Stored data
::::::::::
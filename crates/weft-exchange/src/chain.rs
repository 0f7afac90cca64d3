//! Fallback handler chain: static assets first, application second.

use std::future::Future;
use std::pin::Pin;
use std::sync::Arc;

use http::StatusCode;
use tracing::{debug, error};
use weft_core::{
    BoundaryRequest, BoundaryResponse, ExchangeResult, RequestEnvelope, ResponseEnvelope,
};

use crate::codec;
use crate::static_files::StaticFiles;

type BoxResponseFuture =
    Pin<Box<dyn Future<Output = anyhow::Result<ResponseEnvelope>> + Send>>;

/// The host-supplied application handler.
///
/// Opaque to the chain: it either produces a response envelope or fails
/// with any error. It never signals "miss" — there is no fallback after
/// it.
pub type AppHandler = Arc<dyn Fn(RequestEnvelope) -> BoxResponseFuture + Send + Sync>;

/// Two-stage handler chain, constructed once and reused for every
/// exchange. Holds no per-exchange state, so concurrent exchanges need
/// no coordination.
#[derive(Clone)]
pub struct HandlerChain {
    static_files: Option<StaticFiles>,
    app: AppHandler,
}

impl HandlerChain {
    /// A chain with only the application stage.
    pub fn new(app: AppHandler) -> Self {
        Self {
            static_files: None,
            app,
        }
    }

    /// Mount a static-asset stage ahead of the application stage.
    pub fn with_static_files(mut self, static_files: StaticFiles) -> Self {
        self.static_files = Some(static_files);
        self
    }

    /// Run one exchange through the chain.
    ///
    /// The static stage fully resolves before the application stage is
    /// considered. A classified miss falls through; any other static
    /// failure surfaces. The application handler receives the original
    /// envelope, and any failure from it — an error or a panic —
    /// becomes a generic 500 "Internal Error"; the failure itself is
    /// logged, never sent across the boundary. Each stage runs at most
    /// once.
    pub async fn handle(&self, req: RequestEnvelope) -> ExchangeResult<ResponseEnvelope> {
        if let Some(static_files) = &self.static_files {
            match static_files.serve(&req).await {
                Ok(resp) => return Ok(resp),
                Err(e) if e.is_fallback_trigger() => {
                    debug!(path = req.path(), reason = %e, "static miss, trying application handler");
                }
                Err(e) => return Err(e),
            }
        }

        // The handler runs on its own task so a panic unwinds into a
        // join error here instead of tearing down the exchange.
        match tokio::spawn((self.app)(req)).await {
            Ok(Ok(resp)) => Ok(resp),
            Ok(Err(e)) => {
                error!(error = %e, "application handler failed");
                Ok(internal_error())
            }
            Err(e) => {
                if e.is_panic() {
                    error!(error = %e, "application handler panicked");
                } else {
                    error!(error = %e, "application handler task cancelled");
                }
                Ok(internal_error())
            }
        }
    }

    /// Full data-flow pipeline for one boundary message:
    /// decode → handle → encode.
    pub async fn handle_message(&self, msg: BoundaryRequest) -> ExchangeResult<BoundaryResponse> {
        let request_url = msg.url.clone();
        let req = codec::decode(msg)?;
        let resp = self.handle(req).await?;
        Ok(codec::encode(&request_url, resp))
    }
}

fn internal_error() -> ResponseEnvelope {
    ResponseEnvelope::new(StatusCode::INTERNAL_SERVER_ERROR, "Internal Error")
}

#[cfg(test)]
mod tests {
    use super::*;
    use http::Method;
    use std::collections::BTreeMap;
    use std::sync::atomic::{AtomicUsize, Ordering};
    use weft_core::ExchangeError;
    use weft_core::config::StaticFilesConfig;

    fn request(url: &str) -> RequestEnvelope {
        RequestEnvelope {
            method: Method::GET,
            url: url.parse().unwrap(),
            headers: http::HeaderMap::new(),
            body: None,
        }
    }

    fn app_ok(body: &'static str) -> AppHandler {
        Arc::new(move |_req| {
            Box::pin(async move { Ok(ResponseEnvelope::new(StatusCode::OK, body)) })
        })
    }

    fn app_failing() -> AppHandler {
        Arc::new(|_req| Box::pin(async { Err(anyhow::anyhow!("boom")) }))
    }

    fn static_stage(root: &std::path::Path) -> StaticFiles {
        StaticFiles::new(&StaticFilesConfig {
            public_dir: root.to_path_buf(),
            assets_public_path: "/build/".to_string(),
            cache_control: None,
        })
    }

    #[tokio::test]
    async fn static_hit_short_circuits() {
        let root = tempfile::tempdir().unwrap();
        std::fs::write(root.path().join("app.css"), "css").unwrap();

        let calls = Arc::new(AtomicUsize::new(0));
        let calls2 = calls.clone();
        let app: AppHandler = Arc::new(move |_req| {
            calls2.fetch_add(1, Ordering::SeqCst);
            Box::pin(async { Ok(ResponseEnvelope::new(StatusCode::OK, "app")) })
        });

        let chain = HandlerChain::new(app).with_static_files(static_stage(root.path()));
        let resp = chain.handle(request("http://localhost/app.css")).await.unwrap();

        assert_eq!(resp.body.as_ref(), b"css");
        assert_eq!(calls.load(Ordering::SeqCst), 0);
    }

    #[tokio::test]
    async fn static_miss_falls_through_to_app() {
        let root = tempfile::tempdir().unwrap();
        let chain = HandlerChain::new(app_ok("from app"))
            .with_static_files(static_stage(root.path()));

        let resp = chain
            .handle(request("http://localhost/missing.css"))
            .await
            .unwrap();
        assert_eq!(resp.status, StatusCode::OK);
        assert_eq!(resp.body.as_ref(), b"from app");
    }

    #[tokio::test]
    async fn directory_falls_through_like_not_found() {
        let root = tempfile::tempdir().unwrap();
        std::fs::create_dir(root.path().join("images")).unwrap();

        let chain = HandlerChain::new(app_ok("from app"))
            .with_static_files(static_stage(root.path()));
        let resp = chain.handle(request("http://localhost/images")).await.unwrap();
        assert_eq!(resp.body.as_ref(), b"from app");
    }

    #[tokio::test]
    async fn app_receives_original_request() {
        let root = tempfile::tempdir().unwrap();
        let app: AppHandler = Arc::new(|req| {
            Box::pin(async move {
                assert_eq!(req.url.to_string(), "http://localhost/missing.css?v=1");
                assert_eq!(req.headers.get("x-proto").unwrap(), "Test");
                Ok(ResponseEnvelope::new(StatusCode::OK, "seen"))
            })
        });
        let chain = HandlerChain::new(app).with_static_files(static_stage(root.path()));

        let mut req = request("http://localhost/missing.css?v=1");
        req.headers
            .insert("x-proto", http::HeaderValue::from_static("Test"));
        let resp = chain.handle(req).await.unwrap();
        assert_eq!(resp.body.as_ref(), b"seen");
    }

    #[tokio::test]
    async fn app_failure_becomes_internal_error_500() {
        let chain = HandlerChain::new(app_failing());
        let resp = chain.handle(request("http://localhost/")).await.unwrap();
        assert_eq!(resp.status, StatusCode::INTERNAL_SERVER_ERROR);
        assert_eq!(resp.body.as_ref(), b"Internal Error");
    }

    #[tokio::test]
    async fn app_panic_becomes_internal_error_500() {
        let app: AppHandler = Arc::new(|_req| {
            Box::pin(async { panic!("handler blew up") })
        });
        let chain = HandlerChain::new(app);
        let resp = chain.handle(request("http://localhost/")).await.unwrap();
        assert_eq!(resp.status, StatusCode::INTERNAL_SERVER_ERROR);
        assert_eq!(resp.body.as_ref(), b"Internal Error");
    }

    #[tokio::test]
    async fn app_failure_after_static_miss_becomes_500() {
        let root = tempfile::tempdir().unwrap();
        let chain = HandlerChain::new(app_failing())
            .with_static_files(static_stage(root.path()));
        let resp = chain.handle(request("http://localhost/nope")).await.unwrap();
        assert_eq!(resp.status, StatusCode::INTERNAL_SERVER_ERROR);
        assert_eq!(resp.body.as_ref(), b"Internal Error");
    }

    #[tokio::test]
    async fn handle_message_round_trips_request_url() {
        let chain = HandlerChain::new(app_ok("hello"));
        let msg = BoundaryRequest {
            url: "http://localhost:8080/some/page?q=1".to_string(),
            method: "GET".to_string(),
            headers: BTreeMap::new(),
            body: None,
        };
        let out = chain.handle_message(msg).await.unwrap();
        assert_eq!(out.url, "http://localhost:8080/some/page?q=1");
        assert_eq!(out.status, 200);
        assert!(out.ok);
        assert_eq!(out.body, b"hello");
    }

    #[tokio::test]
    async fn handle_message_rejects_malformed_url() {
        let chain = HandlerChain::new(app_ok("never"));
        let msg = BoundaryRequest {
            url: "not a url".to_string(),
            method: "GET".to_string(),
            headers: BTreeMap::new(),
            body: None,
        };
        let err = chain.handle_message(msg).await.unwrap_err();
        assert!(matches!(err, ExchangeError::Malformed(_)));
    }

    #[tokio::test]
    async fn chain_is_shared_across_concurrent_exchanges() {
        let root = tempfile::tempdir().unwrap();
        std::fs::write(root.path().join("a.txt"), "a").unwrap();

        let chain = Arc::new(
            HandlerChain::new(app_ok("app")).with_static_files(static_stage(root.path())),
        );

        let mut tasks = Vec::new();
        for i in 0..16 {
            let chain = chain.clone();
            tasks.push(tokio::spawn(async move {
                let url = if i % 2 == 0 {
                    "http://localhost/a.txt"
                } else {
                    "http://localhost/missing"
                };
                chain.handle(request(url)).await.unwrap()
            }));
        }
        for (i, task) in tasks.into_iter().enumerate() {
            let resp = task.await.unwrap();
            let expected: &[u8] = if i % 2 == 0 { b"a" } else { b"app" };
            assert_eq!(resp.body.as_ref(), expected);
        }
    }
}
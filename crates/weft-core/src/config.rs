//! weft.toml configuration parser.

use serde::{Deserialize, Serialize};
use std::path::{Path, PathBuf};

/// Top-level configuration for the weft daemon.
///
/// Every section is optional in the file; missing sections take the
/// defaults below.
#[derive(Debug, Clone, Default, Serialize, Deserialize)]
pub struct WeftConfig {
    #[serde(default)]
    pub server: ServerConfig,
    #[serde(default)]
    pub static_files: StaticFilesConfig,
    #[serde(default)]
    pub kv: KvConfig,
}

#[derive(Debug, Clone, Serialize, Deserialize)]
pub struct ServerConfig {
    /// Port the HTTP edge listens on.
    #[serde(default = "default_port")]
    pub port: u16,
}

#[derive(Debug, Clone, Serialize, Deserialize)]
pub struct StaticFilesConfig {
    /// Directory files are resolved under.
    #[serde(default = "default_public_dir")]
    pub public_dir: PathBuf,
    /// URL prefix identifying content-hashed build assets.
    #[serde(default = "default_assets_public_path")]
    pub assets_public_path: String,
    /// Fixed Cache-Control override. When set, it fully replaces the
    /// default prefix rule for every asset.
    pub cache_control: Option<String>,
}

#[derive(Debug, Clone, Serialize, Deserialize)]
pub struct KvConfig {
    /// Directory holding the key/value store database.
    #[serde(default = "default_data_dir")]
    pub data_dir: PathBuf,
}

fn default_port() -> u16 {
    8080
}

fn default_public_dir() -> PathBuf {
    PathBuf::from("public")
}

fn default_assets_public_path() -> String {
    "/build/".to_string()
}

fn default_data_dir() -> PathBuf {
    PathBuf::from("data")
}

impl Default for ServerConfig {
    fn default() -> Self {
        Self { port: default_port() }
    }
}

impl Default for StaticFilesConfig {
    fn default() -> Self {
        Self {
            public_dir: default_public_dir(),
            assets_public_path: default_assets_public_path(),
            cache_control: None,
        }
    }
}

impl Default for KvConfig {
    fn default() -> Self {
        Self {
            data_dir: default_data_dir(),
        }
    }
}

impl WeftConfig {
    pub fn from_file(path: &Path) -> anyhow::Result<Self> {
        let content = std::fs::read_to_string(path)?;
        let config: WeftConfig = toml::from_str(&content)?;
        Ok(config)
    }
}
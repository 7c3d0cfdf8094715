//! Error types for class table loading.

use std::fmt;
use std::io;

use crate::table::UnicodeVersion;

/// Result type alias for table operations.
pub type Result<T> = std::result::Result<T, Error>;

/// Error type for class table construction.
///
/// Every variant is fatal for the table being built: a table that fails
/// validation is never handed out, so lookups cannot silently fall back
/// to default classes.
#[derive(Debug)]
pub enum Error {
    /// I/O error while reading an asset from disk.
    Io(io::Error),
    /// Asset is shorter or longer than its header says.
    Truncated { expected: usize, actual: usize },
    /// Asset does not start with the `GCBT` magic.
    BadMagic([u8; 4]),
    /// Asset format version this build cannot decode.
    UnsupportedFormat(u16),
    /// Asset was built for a different set of break classes.
    ClassCountMismatch { expected: u8, actual: u8 },
    /// Stored checksum does not match the asset contents.
    ChecksumMismatch { stored: u32, computed: u32 },
    /// Range refers to a class id outside the known enumeration.
    UnknownClass { id: u8, range: usize },
    /// Range with `start > end` or beyond the last scalar value.
    InvalidRange { start: u32, end: u32 },
    /// Ranges are not sorted or overlap.
    UnorderedRanges { previous_end: u32, start: u32 },
    /// Table carries a different Unicode version than requested.
    UnicodeVersionMismatch {
        expected: UnicodeVersion,
        actual: UnicodeVersion,
    },
}

impl fmt::Display for Error {
    fn fmt(&self, f: &mut fmt::Formatter<'_>) -> fmt::Result {
        match self {
            Self::Io(e) => write!(f, "I/O error: {e}"),
            Self::Truncated { expected, actual } => {
                write!(f, "class table truncated: expected {expected} bytes, got {actual}")
            }
            Self::BadMagic(magic) => write!(f, "bad class table magic: {magic:02X?}"),
            Self::UnsupportedFormat(version) => {
                write!(f, "unsupported class table format version {version}")
            }
            Self::ClassCountMismatch { expected, actual } => write!(
                f,
                "class table has {actual} break classes, expected {expected}"
            ),
            Self::ChecksumMismatch { stored, computed } => write!(
                f,
                "class table checksum mismatch: stored {stored:#010x}, computed {computed:#010x}"
            ),
            Self::UnknownClass { id, range } => {
                write!(f, "unknown break class id {id} in range #{range}")
            }
            Self::InvalidRange { start, end } => {
                write!(f, "invalid code point range U+{start:04X}..U+{end:04X}")
            }
            Self::UnorderedRanges {
                previous_end,
                start,
            } => write!(
                f,
                "range starting at U+{start:04X} overlaps or precedes range ending at U+{previous_end:04X}"
            ),
            Self::UnicodeVersionMismatch { expected, actual } => write!(
                f,
                "class table is for Unicode {actual}, expected Unicode {expected}"
            ),
        }
    }
}

impl std::error::Error for Error {
    fn source(&self) -> Option<&(dyn std::error::Error + 'static)> {
        match self {
            Self::Io(e) => Some(e),
            _ => None,
        }
    }
}

impl From<io::Error> for Error {
    fn from(e: io::Error) -> Self {
        Self::Io(e)
    }
}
::::::::::
PROBLEM STATEMENT:
Find "u8, range: usize" in the entries above and copy that whole line exactly, then each line after it through the line that contains "fn fmt(&self, f: &mut".

YOUR SOLUTION:
    UnknownClass { id: u8, range: usize },
    /// Range with `start > end` or beyond the last scalar value.
    InvalidRange { start: u32, end: u32 },
    /// Ranges are not sorted or overlap.
    UnorderedRanges { previous_end: u32, start: u32 },
    /// Table carries a different Unicode version than requested.
    UnicodeVersionMismatch {
        expected: UnicodeVersion,
        actual: UnicodeVersion,
    },
}

impl fmt::Display for Error {
    fn fmt(&self, f: &mut fmt::Formatter<'_>) -> fmt::Result {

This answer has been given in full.